■ **To do**
Set the whole listing down again without deviation.

[Start of Attachment]

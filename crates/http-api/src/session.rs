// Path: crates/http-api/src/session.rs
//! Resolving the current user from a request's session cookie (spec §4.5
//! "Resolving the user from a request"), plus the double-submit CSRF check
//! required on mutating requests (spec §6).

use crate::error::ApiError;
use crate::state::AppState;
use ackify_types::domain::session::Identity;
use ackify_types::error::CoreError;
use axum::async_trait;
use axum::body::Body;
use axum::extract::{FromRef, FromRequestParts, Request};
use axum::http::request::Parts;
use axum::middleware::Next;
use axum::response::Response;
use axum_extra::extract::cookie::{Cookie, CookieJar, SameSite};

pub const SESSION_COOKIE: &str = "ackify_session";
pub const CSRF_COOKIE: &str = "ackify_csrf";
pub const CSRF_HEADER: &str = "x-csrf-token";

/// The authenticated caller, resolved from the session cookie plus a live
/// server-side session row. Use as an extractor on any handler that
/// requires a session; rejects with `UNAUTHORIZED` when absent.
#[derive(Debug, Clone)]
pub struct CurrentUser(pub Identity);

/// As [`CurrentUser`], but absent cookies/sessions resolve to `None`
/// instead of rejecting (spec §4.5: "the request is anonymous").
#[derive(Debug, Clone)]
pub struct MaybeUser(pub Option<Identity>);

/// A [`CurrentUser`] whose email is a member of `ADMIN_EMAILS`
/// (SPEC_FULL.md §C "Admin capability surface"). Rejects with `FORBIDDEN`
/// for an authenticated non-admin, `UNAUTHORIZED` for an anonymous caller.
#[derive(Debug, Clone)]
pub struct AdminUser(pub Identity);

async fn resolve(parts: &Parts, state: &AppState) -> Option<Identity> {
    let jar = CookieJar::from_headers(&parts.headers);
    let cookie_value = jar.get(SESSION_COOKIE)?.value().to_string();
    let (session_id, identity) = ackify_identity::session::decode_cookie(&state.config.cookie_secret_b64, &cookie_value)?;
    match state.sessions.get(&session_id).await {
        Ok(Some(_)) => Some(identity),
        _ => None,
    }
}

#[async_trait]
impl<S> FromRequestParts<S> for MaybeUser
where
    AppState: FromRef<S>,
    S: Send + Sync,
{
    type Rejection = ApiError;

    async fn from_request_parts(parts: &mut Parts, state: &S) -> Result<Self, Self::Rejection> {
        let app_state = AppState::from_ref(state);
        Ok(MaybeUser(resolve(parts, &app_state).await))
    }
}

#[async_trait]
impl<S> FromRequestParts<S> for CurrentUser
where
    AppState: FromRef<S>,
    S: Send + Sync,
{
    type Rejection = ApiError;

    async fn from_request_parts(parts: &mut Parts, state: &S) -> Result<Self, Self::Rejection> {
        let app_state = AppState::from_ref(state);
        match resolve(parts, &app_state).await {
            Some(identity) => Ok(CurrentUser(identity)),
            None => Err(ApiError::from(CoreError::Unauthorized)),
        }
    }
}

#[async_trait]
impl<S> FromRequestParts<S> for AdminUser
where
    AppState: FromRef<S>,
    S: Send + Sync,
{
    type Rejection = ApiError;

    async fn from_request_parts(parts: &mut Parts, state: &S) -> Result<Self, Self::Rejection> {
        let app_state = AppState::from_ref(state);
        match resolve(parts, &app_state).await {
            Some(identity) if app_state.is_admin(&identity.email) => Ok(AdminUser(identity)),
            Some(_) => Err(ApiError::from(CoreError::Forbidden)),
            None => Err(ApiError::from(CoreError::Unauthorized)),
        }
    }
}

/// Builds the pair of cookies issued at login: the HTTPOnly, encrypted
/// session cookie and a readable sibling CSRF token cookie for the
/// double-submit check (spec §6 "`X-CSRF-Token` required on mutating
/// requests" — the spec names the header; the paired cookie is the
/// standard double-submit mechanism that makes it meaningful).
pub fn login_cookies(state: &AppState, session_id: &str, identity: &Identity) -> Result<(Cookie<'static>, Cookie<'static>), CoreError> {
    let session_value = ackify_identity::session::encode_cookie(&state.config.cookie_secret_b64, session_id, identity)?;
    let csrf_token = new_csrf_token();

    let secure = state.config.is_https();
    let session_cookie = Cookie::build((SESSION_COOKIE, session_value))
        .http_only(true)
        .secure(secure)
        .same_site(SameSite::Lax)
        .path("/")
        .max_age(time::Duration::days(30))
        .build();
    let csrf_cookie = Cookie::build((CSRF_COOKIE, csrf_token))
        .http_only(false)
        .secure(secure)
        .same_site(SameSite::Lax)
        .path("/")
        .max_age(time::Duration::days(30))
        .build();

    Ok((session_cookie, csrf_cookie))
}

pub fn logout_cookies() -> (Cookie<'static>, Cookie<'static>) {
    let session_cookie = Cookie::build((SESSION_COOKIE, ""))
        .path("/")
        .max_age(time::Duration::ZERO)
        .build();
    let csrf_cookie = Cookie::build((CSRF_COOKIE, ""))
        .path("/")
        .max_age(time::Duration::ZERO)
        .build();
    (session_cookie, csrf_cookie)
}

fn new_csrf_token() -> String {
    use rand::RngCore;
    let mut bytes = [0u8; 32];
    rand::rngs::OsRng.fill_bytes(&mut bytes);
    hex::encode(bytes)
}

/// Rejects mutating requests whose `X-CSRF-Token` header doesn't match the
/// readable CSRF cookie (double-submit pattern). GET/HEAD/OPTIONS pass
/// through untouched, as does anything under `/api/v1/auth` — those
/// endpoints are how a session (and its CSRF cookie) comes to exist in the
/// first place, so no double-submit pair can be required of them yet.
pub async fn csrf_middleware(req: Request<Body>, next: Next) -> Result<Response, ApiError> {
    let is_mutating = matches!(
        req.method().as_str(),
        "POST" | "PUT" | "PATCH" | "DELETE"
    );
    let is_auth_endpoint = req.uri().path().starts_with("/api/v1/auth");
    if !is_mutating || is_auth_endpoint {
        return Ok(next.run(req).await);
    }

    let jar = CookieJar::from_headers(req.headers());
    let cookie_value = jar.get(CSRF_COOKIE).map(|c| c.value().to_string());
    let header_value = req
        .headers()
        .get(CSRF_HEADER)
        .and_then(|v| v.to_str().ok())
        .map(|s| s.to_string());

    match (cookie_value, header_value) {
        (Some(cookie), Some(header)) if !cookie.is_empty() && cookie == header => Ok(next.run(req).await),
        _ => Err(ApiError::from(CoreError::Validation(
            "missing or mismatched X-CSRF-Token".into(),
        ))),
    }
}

[End of Attachment]

■ **Exercise result**
filename crates/http-api/src/session.rs
// Path: crates/http-api/src/session.rs
//! Resolving the current user from a request's session cookie (spec §4.5
//! "Resolving the user from a request"), plus the double-submit CSRF check
//! required on mutating requests (spec §6).

use crate::error::ApiError;
use crate::state::AppState;
use ackify_types::domain::session::Identity;
use ackify_types::error::CoreError;
use axum::async_trait;
use axum::body::Body;
use axum::extract::{FromRef, FromRequestParts, Request};
use axum::http::request::Parts;
use axum::middleware::Next;
use axum::response::Response;
use axum_extra::extract::cookie::{Cookie, CookieJar, SameSite};

pub const SESSION_COOKIE: &str = "ackify_session";
pub const CSRF_COOKIE: &str = "ackify_csrf";
pub const CSRF_HEADER: &str = "x-csrf-token";

/// The authenticated caller, resolved from the session cookie plus a live
/// server-side session row. Use as an extractor on any handler that
/// requires a session; rejects with `UNAUTHORIZED` when absent.
#[derive(Debug, Clone)]
pub struct CurrentUser(pub Identity);

/// As [`CurrentUser`], but absent cookies/sessions resolve to `None`
/// instead of rejecting (spec §4.5: "the request is anonymous").
#[derive(Debug, Clone)]
pub struct MaybeUser(pub Option<Identity>);

/// A [`CurrentUser`] whose email is a member of `ADMIN_EMAILS`
/// (SPEC_FULL.md §C "Admin capability surface"). Rejects with `FORBIDDEN`
/// for an authenticated non-admin, `UNAUTHORIZED` for an anonymous caller.
#[derive(Debug, Clone)]
pub struct AdminUser(pub Identity);

async fn resolve(parts: &Parts, state: &AppState) -> Option<Identity> {
    let jar = CookieJar::from_headers(&parts.headers);
    let cookie_value = jar.get(SESSION_COOKIE)?.value().to_string();
    let (session_id, identity) = ackify_identity::session::decode_cookie(&state.config.cookie_secret_b64, &cookie_value)?;
    match state.sessions.get(&session_id).await {
        Ok(Some(_)) => Some(identity),
        _ => None,
    }
}

#[async_trait]
impl<S> FromRequestParts<S> for MaybeUser
where
    AppState: FromRef<S>,
    S: Send + Sync,
{
    type Rejection = ApiError;

    async fn from_request_parts(parts: &mut Parts, state: &S) -> Result<Self, Self::Rejection> {
        let app_state = AppState::from_ref(state);
        Ok(MaybeUser(resolve(parts, &app_state).await))
    }
}

#[async_trait]
impl<S> FromRequestParts<S> for CurrentUser
where
    AppState: FromRef<S>,
    S: Send + Sync,
{
    type Rejection = ApiError;

    async fn from_request_parts(parts: &mut Parts, state: &S) -> Result<Self, Self::Rejection> {
        let app_state = AppState::from_ref(state);
        match resolve(parts, &app_state).await {
            Some(identity) => Ok(CurrentUser(identity)),
            None => Err(ApiError::from(CoreError::Unauthorized)),
        }
    }
}

#[async_trait]
impl<S> FromRequestParts<S> for AdminUser
where
    AppState: FromRef<S>,
    S: Send + Sync,
{
    type Rejection = ApiError;

    async fn from_request_parts(parts: &mut Parts, state: &S) -> Result<Self, Self::Rejection> {
        let app_state = AppState::from_ref(state);
        match resolve(parts, &app_state).await {
            Some(identity) if app_state.is_admin(&identity.email) => Ok(AdminUser(identity)),
            Some(_) => Err(ApiError::from(CoreError::Forbidden)),
            None => Err(ApiError::from(CoreError::Unauthorized)),
        }
    }
}

/// Builds the pair of cookies issued at login: the HTTPOnly, encrypted
/// session cookie and a readable sibling CSRF token cookie for the
/// double-submit check (spec §6 "`X-CSRF-Token` required on mutating
/// requests" — the spec names the header; the paired cookie is the
/// standard double-submit mechanism that makes it meaningful).
pub fn login_cookies(state: &AppState, session_id: &str, identity: &Identity) -> Result<(Cookie<'static>, Cookie<'static>), CoreError> {
    let session_value = ackify_identity::session::encode_cookie(&state.config.cookie_secret_b64, session_id, identity)?;
    let csrf_token = new_csrf_token();

    let secure = state.config.is_https();
    let session_cookie = Cookie::build((SESSION_COOKIE, session_value))
        .http_only(true)
        .secure(secure)
        .same_site(SameSite::Lax)
        .path("/")
        .max_age(time::Duration::days(30))
        .build();
    let csrf_cookie = Cookie::build((CSRF_COOKIE, csrf_token))
        .http_only(false)
        .secure(secure)
        .same_site(SameSite::Lax)
        .path("/")
        .max_age(time::Duration::days(30))
        .build();

    Ok((session_cookie, csrf_cookie))
}

pub fn logout_cookies() -> (Cookie<'static>, Cookie<'static>) {
    let session_cookie = Cookie::build((SESSION_COOKIE, ""))
        .path("/")
        .max_age(time::Duration::ZERO)
        .build();
    let csrf_cookie = Cookie::build((CSRF_COOKIE, ""))
        .path("/")
        .max_age(time::Duration::ZERO)
        .build();
    (session_cookie, csrf_cookie)
}

fn new_csrf_token() -> String {
    use rand::RngCore;
    let mut bytes = [0u8; 32];
    rand::rngs::OsRng.fill_bytes(&mut bytes);
    hex::encode(bytes)
}

/// Rejects mutating requests whose `X-CSRF-Token` header doesn't match the
/// readable CSRF cookie (double-submit pattern). GET/HEAD/OPTIONS pass
/// through untouched, as does anything under `/api/v1/auth` — those
/// endpoints are how a session (and its CSRF cookie) comes to exist in the
/// first place, so no double-submit pair can be required of them yet.
pub async fn csrf_middleware(req: Request<Body>, next: Next) -> Result<Response, ApiError> {
    let is_mutating = matches!(
        req.method().as_str(),
        "POST" | "PUT" | "PATCH" | "DELETE"
    );
    let is_auth_endpoint = req.uri().path().starts_with("/api/v1/auth");
    if !is_mutating || is_auth_endpoint {
        return Ok(next.run(req).await);
    }

    let jar = CookieJar::from_headers(req.headers());
    let cookie_value = jar.get(CSRF_COOKIE).map(|c| c.value().to_string());
    let header_value = req
        .headers()
        .get(CSRF_HEADER)
        .and_then(|v| v.to_str().ok())
        .map(|s| s.to_string());

    match (cookie_value, header_value) {
        (Some(cookie), Some(header)) if !cookie.is_empty() && cookie == header => Ok(next.run(req).await),
        _ => Err(ApiError::from(CoreError::Validation(
            "missing or mismatched X-CSRF-Token".into(),
        ))),
    }
}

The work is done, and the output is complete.